Among the lines below, copy exactly those from the one with "assert!(h.transport.closes() >= 1);" through the one with "disconnected: network: connection", counting both ends.

**** Recorded data

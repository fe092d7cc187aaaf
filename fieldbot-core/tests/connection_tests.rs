// ABOUTME: Integration tests for the connection run loop against a scripted transport
// ABOUTME: Paused tokio clock: backoff delays, heartbeat failure, logout and re-provisioning

mod common;

use common::{session_store, MockTransport, Script, BOT_ID};
use fieldbot_core::alerter::AdminAlerter;
use fieldbot_core::connection::{
    ConnectionManager, ConnectionSettings, ConnectionState, LifecycleEvent, Messenger, SendError,
};
use fieldbot_core::metrics::Counters;
use fieldbot_core::session::{Credential, SessionStore};
use fieldbot_core::traits::{DisconnectReason, InboundMessage, TransportError};
use std::sync::Arc;
use std::time::Duration;
use tempfile::TempDir;
use tokio::sync::{broadcast, mpsc};
use tokio_util::sync::CancellationToken;

struct Harness {
    manager: Arc<ConnectionManager>,
    transport: Arc<MockTransport>,
    sessions: Arc<SessionStore>,
    events: broadcast::Receiver<LifecycleEvent>,
    inbound: mpsc::Receiver<InboundMessage>,
    _dir: TempDir,
}

fn start(script: Vec<Script>) -> Harness {
    let dir = TempDir::new().unwrap();
    let transport = MockTransport::new(script);
    let sessions = session_store(dir.path());
    let (manager, inbound) = ConnectionManager::new(
        transport.clone(),
        sessions.clone(),
        ConnectionSettings::default(),
        Arc::new(Counters::new()),
    );
    let manager = Arc::new(manager);
    let events = manager.subscribe();
    tokio::spawn(Arc::clone(&manager).run());
    Harness {
        manager,
        transport,
        sessions,
        events,
        inbound,
        _dir: dir,
    }
}

async fn next_event(events: &mut broadcast::Receiver<LifecycleEvent>) -> LifecycleEvent {
    tokio::time::timeout(Duration::from_secs(3600), events.recv())
        .await
        .expect("timed out waiting for lifecycle event")
        .expect("lifecycle channel closed")
}

fn network(reason: &str) -> Script {
    Script::Fail(TransportError::Network(reason.into()))
}

#[tokio::test(start_paused = true)]
async fn test_connect_opens_session_and_stores_credential() {
    let mut h = start(vec![Script::Open]);
    assert_eq!(h.manager.state(), ConnectionState::Idle);
    assert_eq!(h.manager.connect(), ConnectionState::Connecting);

    match next_event(&mut h.events).await {
        LifecycleEvent::Connected { identity } => assert_eq!(identity.id, BOT_ID),
        other => panic!("unexpected {:?}", other),
    }
    assert_eq!(h.manager.state(), ConnectionState::Open);
    assert!(h.manager.is_open());
    assert_eq!(h.manager.identity().unwrap().id, BOT_ID);
    assert_eq!(h.sessions.current(), Some(Credential::new(b"token-1".to_vec())));
    assert!(h.sessions.path().exists());
}

#[tokio::test(start_paused = true)]
async fn test_connect_is_idempotent() {
    let mut h = start(vec![Script::Open, Script::Open]);
    h.manager.connect();
    h.manager.connect();
    h.manager.connect();
    next_event(&mut h.events).await;

    assert_eq!(h.manager.connect(), ConnectionState::Open);
    tokio::time::sleep(Duration::from_secs(5)).await;
    assert_eq!(h.transport.open_count(), 1);
}

#[tokio::test(start_paused = true)]
async fn test_backoff_schedule_then_fatal() {
    let mut h = start((0..6).map(|i| network(&format!("down {}", i))).collect());
    let started = tokio::time::Instant::now();
    h.manager.connect();

    let mut delays = Vec::new();
    loop {
        match next_event(&mut h.events).await {
            LifecycleEvent::ReconnectScheduled { attempt, delay } => {
                assert_eq!(attempt as usize, delays.len() + 1);
                delays.push(delay.as_secs());
            }
            LifecycleEvent::Fatal { reason } => {
                assert!(reason.contains("down 5"), "reason: {}", reason);
                break;
            }
            other => panic!("unexpected {:?}", other),
        }
    }

    assert_eq!(delays, vec![2, 4, 8, 16, 32]);
    assert!(delays.windows(2).all(|w| w[0] <= w[1]));
    assert_eq!(h.transport.open_count(), 6);
    assert!(matches!(h.manager.state(), ConnectionState::Failed { .. }));
    assert!(started.elapsed() >= Duration::from_secs(62));

    // No further attempts without an operator
    tokio::time::sleep(Duration::from_secs(600)).await;
    assert_eq!(h.transport.open_count(), 6);
}

#[tokio::test(start_paused = true)]
async fn test_connect_after_fatal_resets_backoff() {
    let mut h = start(vec![Script::Fail(TransportError::Auth("forbidden".into()))]);
    h.manager.connect();
    assert!(matches!(
        next_event(&mut h.events).await,
        LifecycleEvent::Fatal { .. }
    ));

    h.transport.push_script(Script::Open);
    assert_eq!(h.manager.connect(), ConnectionState::Connecting);
    assert!(matches!(
        next_event(&mut h.events).await,
        LifecycleEvent::Connected { .. }
    ));
}

#[tokio::test(start_paused = true)]
async fn test_network_drop_reconnects_with_stored_credential() {
    let mut h = start(vec![Script::Open, Script::Open]);
    h.manager.connect();
    next_event(&mut h.events).await;

    h.transport
        .drop_session(DisconnectReason::Network("connection reset".into()))
        .await;

    assert_eq!(
        next_event(&mut h.events).await,
        LifecycleEvent::Disconnected {
            reason: DisconnectReason::Network("connection reset".into())
        }
    );
    assert_eq!(
        next_event(&mut h.events).await,
        LifecycleEvent::ReconnectScheduled {
            attempt: 1,
            delay: Duration::from_secs(2)
        }
    );
    assert!(matches!(
        next_event(&mut h.events).await,
        LifecycleEvent::Connected { .. }
    ));

    let opens = h.transport.opens();
    assert_eq!(opens.len(), 2);
    assert_eq!(opens[1], Some(Credential::new(b"token-1".to_vec())));
}

#[tokio::test(start_paused = true)]
async fn test_logout_wipes_credential_and_reprovisions() {
    let mut h = start(vec![Script::Open, Script::NeedsProvisioning]);
    h.manager.connect();
    next_event(&mut h.events).await;
    assert!(h.sessions.path().exists());

    h.transport.drop_session(DisconnectReason::LoggedOut).await;
    assert!(matches!(
        next_event(&mut h.events).await,
        LifecycleEvent::Disconnected {
            reason: DisconnectReason::LoggedOut
        }
    ));
    assert_eq!(next_event(&mut h.events).await, LifecycleEvent::LoggedOut);
    assert_eq!(h.manager.state(), ConnectionState::LoggedOut);
    assert!(h.sessions.current().is_none());
    assert!(!h.sessions.path().exists());

    assert!(matches!(
        next_event(&mut h.events).await,
        LifecycleEvent::ProvisioningRequired { .. }
    ));
    assert_eq!(h.manager.state(), ConnectionState::AwaitingProvisioning);
    // Re-provisioning starts without a credential
    assert_eq!(h.transport.opens()[1], None);
}

#[tokio::test(start_paused = true)]
async fn test_corrupt_credential_treated_as_logout() {
    let mut h = start(vec![
        Script::Fail(TransportError::CorruptCredential("bad json".into())),
        Script::Open,
    ]);
    h.sessions
        .store(Credential::new(b"garbage".to_vec()))
        .unwrap();
    h.manager.connect();

    assert_eq!(next_event(&mut h.events).await, LifecycleEvent::LoggedOut);
    assert!(matches!(
        next_event(&mut h.events).await,
        LifecycleEvent::Connected { .. }
    ));
    assert_eq!(h.transport.opens()[1], None);
    assert_eq!(h.sessions.current(), Some(Credential::new(b"token-2".to_vec())));
}

#[tokio::test(start_paused = true)]
async fn test_heartbeat_failures_drop_connection() {
    let mut h = start(vec![Script::Open, Script::Open]);
    h.manager.connect();
    next_event(&mut h.events).await;

    tokio::time::sleep(Duration::from_secs(65)).await;
    assert_eq!(h.transport.keep_alives(), 2);
    assert!(h.manager.is_open());

    h.transport.fail_keep_alive(true);
    match next_event(&mut h.events).await {
        LifecycleEvent::Disconnected {
            reason: DisconnectReason::Network(reason),
        } => assert!(reason.contains("keep-alive")),
        other => panic!("unexpected {:?}", other),
    }
    h.transport.fail_keep_alive(false);
    assert!(matches!(
        next_event(&mut h.events).await,
        LifecycleEvent::ReconnectScheduled { attempt: 1, .. }
    ));
}

#[tokio::test(start_paused = true)]
async fn test_send_requires_open_connection() {
    let mut h = start(vec![Script::Open]);
    assert_eq!(
        h.manager.send("dm:1", "hello").await,
        Err(SendError::Unavailable)
    );
    assert_eq!(
        h.manager.resolve_recipient("6281111").await,
        Err(SendError::Unavailable)
    );

    h.manager.connect();
    next_event(&mut h.events).await;
    h.manager.send("dm:1", "hello").await.unwrap();
    assert_eq!(
        h.transport.sent(),
        vec![("dm:1".to_string(), "hello".to_string())]
    );
}

#[tokio::test(start_paused = true)]
async fn test_inbound_messages_are_forwarded() {
    let mut h = start(vec![Script::Open]);
    h.manager.connect();
    next_event(&mut h.events).await;

    h.transport
        .deliver(common::text_from("6281111", "!ping"))
        .await;
    let message = h.inbound.recv().await.unwrap();
    assert_eq!(message.sender.phone.as_deref(), Some("6281111"));
}

#[tokio::test(start_paused = true)]
async fn test_disconnect_stops_run_loop() {
    let mut h = start(vec![Script::Open]);
    h.manager.connect();
    next_event(&mut h.events).await;

    h.manager.disconnect().await;
    assert_eq!(h.manager.state(), ConnectionState::Idle);
    assert!(h.manager.identity().is_none());
    assert!(h.transport.closes() >= 1);

    // Cancelled loop never opens again
    h.manager.connect();
    tokio::time::sleep(Duration::from_secs(120)).await;
    assert_eq!(h.transport.open_count(), 1);
}

async fn wait_for_sent(transport: &MockTransport, n: usize) -> Vec<String> {
    for _ in 0..3000 {
        let sent = transport.sent();
        if sent.len() >= n {
            return sent.into_iter().map(|(_, text)| text).collect();
        }
        tokio::time::sleep(Duration::from_millis(10)).await;
    }
    panic!("expected {} sent messages, got {:?}", n, transport.sent());
}

#[tokio::test(start_paused = true)]
async fn test_outage_alerts_reach_admin_after_reconnect() {
    let h = start(vec![Script::Open, network("refused"), Script::Open]);
    let alerter = Arc::new(AdminAlerter::new(h.manager.clone(), "6280000"));
    let cancel = CancellationToken::new();
    tokio::spawn(alerter.clone().run(h.manager.subscribe(), cancel.clone()));

    h.manager.connect();
    wait_for_sent(&h.transport, 1).await;

    h.transport
        .drop_session(DisconnectReason::Network("connection reset".into()))
        .await;

    let texts = wait_for_sent(&h.transport, 5).await;
    assert_eq!(
        texts,
        vec![
            format!("✅ fieldbot connected as {}", BOT_ID),
            "⚠️ fieldbot disconnected: network: connection reset".to_string(),
            "🔄 fieldbot reconnecting (attempt 1) in 2s".to_string(),
            "🔄 fieldbot reconnecting (attempt 2) in 4s".to_string(),
            format!("✅ fieldbot connected as {}", BOT_ID),
        ]
    );
    assert!(h
        .transport
        .sent()
        .iter()
        .all(|(chat_id, _)| chat_id == "dm:6280000"));
    assert_eq!(alerter.held_count(), 0);
    cancel.cancel();
}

********

The answer →
    assert!(h.transport.closes() >= 1);

    // Cancelled loop never opens again
    h.manager.connect();
    tokio::time::sleep(Duration::from_secs(120)).await;
    assert_eq!(h.transport.open_count(), 1);
}

async fn wait_for_sent(transport: &MockTransport, n: usize) -> Vec<String> {
    for _ in 0..3000 {
        let sent = transport.sent();
        if sent.len() >= n {
            return sent.into_iter().map(|(_, text)| text).collect();
        }
        tokio::time::sleep(Duration::from_millis(10)).await;
    }
    panic!("expected {} sent messages, got {:?}", n, transport.sent());
}

#[tokio::test(start_paused = true)]
async fn test_outage_alerts_reach_admin_after_reconnect() {
    let h = start(vec![Script::Open, network("refused"), Script::Open]);
    let alerter = Arc::new(AdminAlerter::new(h.manager.clone(), "6280000"));
    let cancel = CancellationToken::new();
    tokio::spawn(alerter.clone().run(h.manager.subscribe(), cancel.clone()));

    h.manager.connect();
    wait_for_sent(&h.transport, 1).await;

    h.transport
        .drop_session(DisconnectReason::Network("connection reset".into()))
        .await;

    let texts = wait_for_sent(&h.transport, 5).await;
    assert_eq!(
        texts,
        vec![
            format!("✅ fieldbot connected as {}", BOT_ID),
            "⚠️ fieldbot disconnected: network: connection reset".to_string(),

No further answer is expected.